Jett Travolta: The Tragic Death of John Travolta’s Boy
Published On: January 4, 2009
It was with great sadness that I read the news of the tragic and untimely passing of 16 year old Jett Travolta, son of John Travolta and Kelly Preston. Apparently, the boy suffered from Kawasaki Disease which is a childhood ailment.
How did he die? No one really knows yet but the current conventional wisdom is that young Jett suffered regularly from seizures and that, on this occasion, he fell and hit his head during one of those seizures. Various news reports state that he was attended to by nannies but was left unattended this one time. Again, we do not know the details yet and all of the conventional wisdom is actually only conventional conjecture.
The family is suffering enough without having to look for blame. Was negligent supervision or training of the nanny involved? Did someone breach their duty to the boy and to the family? These are painful questions that will undoubtedly be investigated in the coming months and, quite possibly, years. Will we ever know the answer? Maybe not but here’s what we do know: An innocent boy has died and, with that death, is the excruciating pain that John and Kelly, his loving parents, will suffer for the remainder of their lives.

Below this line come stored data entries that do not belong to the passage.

//! 会话编排
//!
//! 一个客户端会话内有三条线程：
//! - 命令接收：解码客户端消息，转换为内部指令放入队列
//! - 状态轮询：`StatusMachine`，把硬件坐标换算后推送给客户端
//! - 分发（调用 `run` 的线程）：从队列取指令，驱动执行引擎
//!
//! 硬件坐标系 `hw_cs` 满足 `hw = sign * logical + offset`，只在轮询停止时由分发线程改写。

use crate::builder::ProgramBuilder;
use crate::error::ServerError;
use crate::executor::{EventHandler, Machine, MachineEvent, MachineFactory};
use crate::protocol::{ClientCommand, MessageReceiver, MessageSender, ServerMessage};
use crate::status::{StatusCallback, StatusMachine, StatusReport};
use crate::{lock, read, write};
use cnc_core::config::MachineParameters;
use cnc_core::geometry::CoordinateSystem;
use cnc_core::math::Vector3;
use cnc_core::program::ActionId;
use cnc_core::transport::RtSender;
use crossbeam::channel::{self, Receiver, Sender};
use std::collections::HashMap;
use std::io::{BufRead, Write};
use std::sync::{Arc, Mutex, RwLock};
use std::thread;
use tracing::{debug, error, info, warn};

/// 会话结束方式
#[derive(Debug, Clone, Copy, PartialEq, Eq)]
pub enum SessionEnd {
    /// 客户端要求退出服务
    Exit,
    /// 客户端断开（主动或连接关闭），服务可以等待下一个客户端
    Disconnected,
}

/// 分发线程的内部指令
enum Internal {
    Start(Vec<String>),
    Continue,
    Reset,
    Reboot,
    Resync,
    Finish(SessionEnd),
    Fail(ServerError),
}

type Responder = Arc<Mutex<MessageSender<Box<dyn Write + Send>>>>;

fn respond(responder: &Responder, message: &ServerMessage) {
    if let Err(e) = lock(responder).send(message) {
        warn!("Failed to send message: {}", e);
    }
}

fn triple(v: &Vector3) -> [f64; 3] {
    [v.x, v.y, v.z]
}

/// G-code 服务会话
pub struct GCodeServer {
    config: Arc<MachineParameters>,
    builder: Arc<dyn ProgramBuilder>,
    factory: MachineFactory,
    machine: Arc<RwLock<Arc<dyn Machine>>>,
    status: StatusMachine,
    hw_cs: Arc<RwLock<CoordinateSystem>>,
    responder: Responder,
    starts: Arc<Mutex<HashMap<ActionId, usize>>>,
    commands: Sender<Internal>,
    queue: Receiver<Internal>,
}

impl GCodeServer {
    pub fn new(
        config: Arc<MachineParameters>,
        rt: Arc<dyn RtSender>,
        builder: Arc<dyn ProgramBuilder>,
        factory: MachineFactory,
        writer: impl Write + Send + 'static,
    ) -> Self {
        let machine = Arc::new(RwLock::new(factory()));
        let hw_cs = Arc::new(RwLock::new(CoordinateSystem::default()));
        let writer: Box<dyn Write + Send> = Box::new(writer);
        let responder = Arc::new(Mutex::new(MessageSender::new(writer)));

        let callback = status_callback(Arc::clone(&machine), Arc::clone(&hw_cs), Arc::clone(&responder));
        let status = StatusMachine::new(rt, &config, callback);
        let (commands, queue) = channel::unbounded();

        let server = Self {
            config,
            builder,
            factory,
            machine,
            status,
            hw_cs,
            responder,
            starts: Arc::new(Mutex::new(HashMap::new())),
            commands,
            queue,
        };
        server.machine().set_event_handler(server.event_handler());
        server
    }

    fn machine(&self) -> Arc<dyn Machine> {
        Arc::clone(&read(&self.machine))
    }

    fn event_handler(&self) -> EventHandler {
        let starts = Arc::clone(&self.starts);
        let responder = Arc::clone(&self.responder);
        let commands = self.commands.clone();

        Arc::new(move |event| match event {
            MachineEvent::ActionStarted(id) => {
                let line = lock(&starts).get(&id).copied();
                if let Some(line) = line {
                    respond(&responder, &ServerMessage::Line { line });
                }
            }
            MachineEvent::ResyncRequested => {
                let _ = commands.send(Internal::Resync);
            }
            MachineEvent::Finished => debug!("Machine reported program end"),
            MachineEvent::Failed { id, error } => {
                warn!("Execution paused at action {}: {}", id.0, error);
            }
        })
    }

    /// 以引擎当前逻辑位置重新锚定硬件坐标系
    ///
    /// 调用前必须停止状态轮询。
    pub fn resync(&self) {
        let hardware = self.status.read_hardware_coordinates();
        let logical = self.machine().last_state().axis.position;
        let cs = CoordinateSystem::anchored(&hardware, &logical, self.config.signs());
        info!(
            "Coordinates synchronized: hardware {:?}, logical {:?}, offset {:?}",
            triple(&hardware),
            triple(&logical),
            triple(&cs.offset)
        );
        *write(&self.hw_cs) = cs;
    }

    fn install_machine(&self, machine: Arc<dyn Machine>) {
        machine.set_event_handler(self.event_handler());
        let old = std::mem::replace(&mut *write(&self.machine), machine);
        drop(old);
    }

    fn start_program(&self, lines: &[String]) {
        let machine = self.machine();
        let built = match self.builder.build(lines, &machine.last_state()) {
            Ok(built) => built,
            Err(e) => {
                error!("Program compilation failed: {}", e);
                return;
            }
        };

        info!("Starting program: {} lines, {} actions", lines.len(), built.program.len());
        *lock(&self.starts) = built.starts;
        machine.load_program(built.program);
        machine.start();
        machine.resume();
    }

    fn reset(&self) {
        info!("Resetting machine");
        self.status.stop();
        self.machine().abort();
        self.install_machine((self.factory)());
        lock(&self.starts).clear();
        self.resync();
        self.status.start();
    }

    fn handle_resync(&self) {
        self.status.stop();
        self.resync();
        self.status.start();
        self.machine().resume();
    }

    fn dispatch(&self) -> Result<SessionEnd, ServerError> {
        loop {
            let Ok(command) = self.queue.recv() else {
                return Ok(SessionEnd::Disconnected);
            };
            match command {
                Internal::Start(lines) => self.start_program(&lines),
                Internal::Continue => self.machine().resume(),
                Internal::Reset => self.reset(),
                Internal::Reboot => self.machine().reboot(),
                Internal::Resync => self.handle_resync(),
                Internal::Finish(end) => return Ok(end),
                Internal::Fail(e) => {
                    error!("Session terminated: {}", e);
                    return Err(e);
                }
            }
        }
    }

    fn shutdown(&self) {
        self.status.stop();
        self.machine().stop();
    }

    /// 运行会话直到客户端退出、断开或协议错误
    pub fn run(self, reader: impl BufRead + Send + 'static) -> Result<SessionEnd, ServerError> {
        self.resync();
        self.status.start();

        let commands = self.commands.clone();
        let receiver = thread::spawn(move || receive_loop(MessageReceiver::new(reader), &commands));

        let result = self.dispatch();
        self.shutdown();
        if receiver.join().is_err() {
            warn!("Command receiver panicked");
        }
        result
    }
}

fn status_callback(
    machine: Arc<RwLock<Arc<dyn Machine>>>,
    hw_cs: Arc<RwLock<CoordinateSystem>>,
    responder: Responder,
) -> StatusCallback {
    Arc::new(move |report: StatusReport| {
        let hardware = report.hardware;
        let global = read(&hw_cs).to_local(&hardware);
        let current = Arc::clone(&read(&machine));
        let (local, cs) = current.convert_coordinates(&global);

        respond(
            &responder,
            &ServerMessage::Coordinates {
                hardware: triple(&hardware),
                global: triple(&global),
                local: triple(&local),
                cs,
            },
        );
    })
}

fn receive_loop<R: BufRead>(mut receiver: MessageReceiver<R>, commands: &Sender<Internal>) {
    let mut loaded: Vec<String> = Vec::new();

    let end = loop {
        let request = match receiver.receive() {
            Ok(Some(request)) => request,
            Ok(None) => {
                info!("Client stream closed");
                break Internal::Finish(SessionEnd::Disconnected);
            }
            Err(e) => break Internal::Fail(e),
        };

        let command = match request.into_command() {
            Ok(command) => command,
            Err(e) => break Internal::Fail(e),
        };

        let internal = match command {
            ClientCommand::Exit => break Internal::Finish(SessionEnd::Exit),
            ClientCommand::Disconnect => break Internal::Finish(SessionEnd::Disconnected),
            ClientCommand::Reboot => Internal::Reboot,
            ClientCommand::Reset => Internal::Reset,
            ClientCommand::Pause => {
                debug!("Pause request ignored");
                continue;
            }
            ClientCommand::Load(lines) => {
                info!("Program received: {} lines", lines.len());
                loaded = lines;
                continue;
            }
            ClientCommand::Continue => Internal::Continue,
            ClientCommand::Start => Internal::Start(loaded.clone()),
            ClientCommand::Execute(lines) => Internal::Start(lines),
        };

        if commands.send(internal).is_err() {
            return;
        }
    };

    let _ = commands.send(end);
}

What is negligent supervision? It is a legal concept that forms the basis of many of the cases that I handle. It usually appears in situations wherein someone is injured or killed as a result of someone failing to supervise the activities of those in their charge (i.e., employer/employee, teacher/student, doctor/nurse, lawyer/paralegal). We plead negligent supervision in lawsuits when, but for the actor being improperly supervised, the injured person would not have been injured. This can occur in a plethora of situations such as automobile accidents, assault & battery by a security guard against a customer, slip & fall incidents and medical malpractice matters.
Likewise, negligent training occurs when a person carries out an activity for which he/she has been improperly trained by the employer and, but for that poor training, someone is injured as a result. A gruesome example would be a paramedic who was improperly trained in the art of CPR and, as a result, a heart attack victim succumbs to the coronary.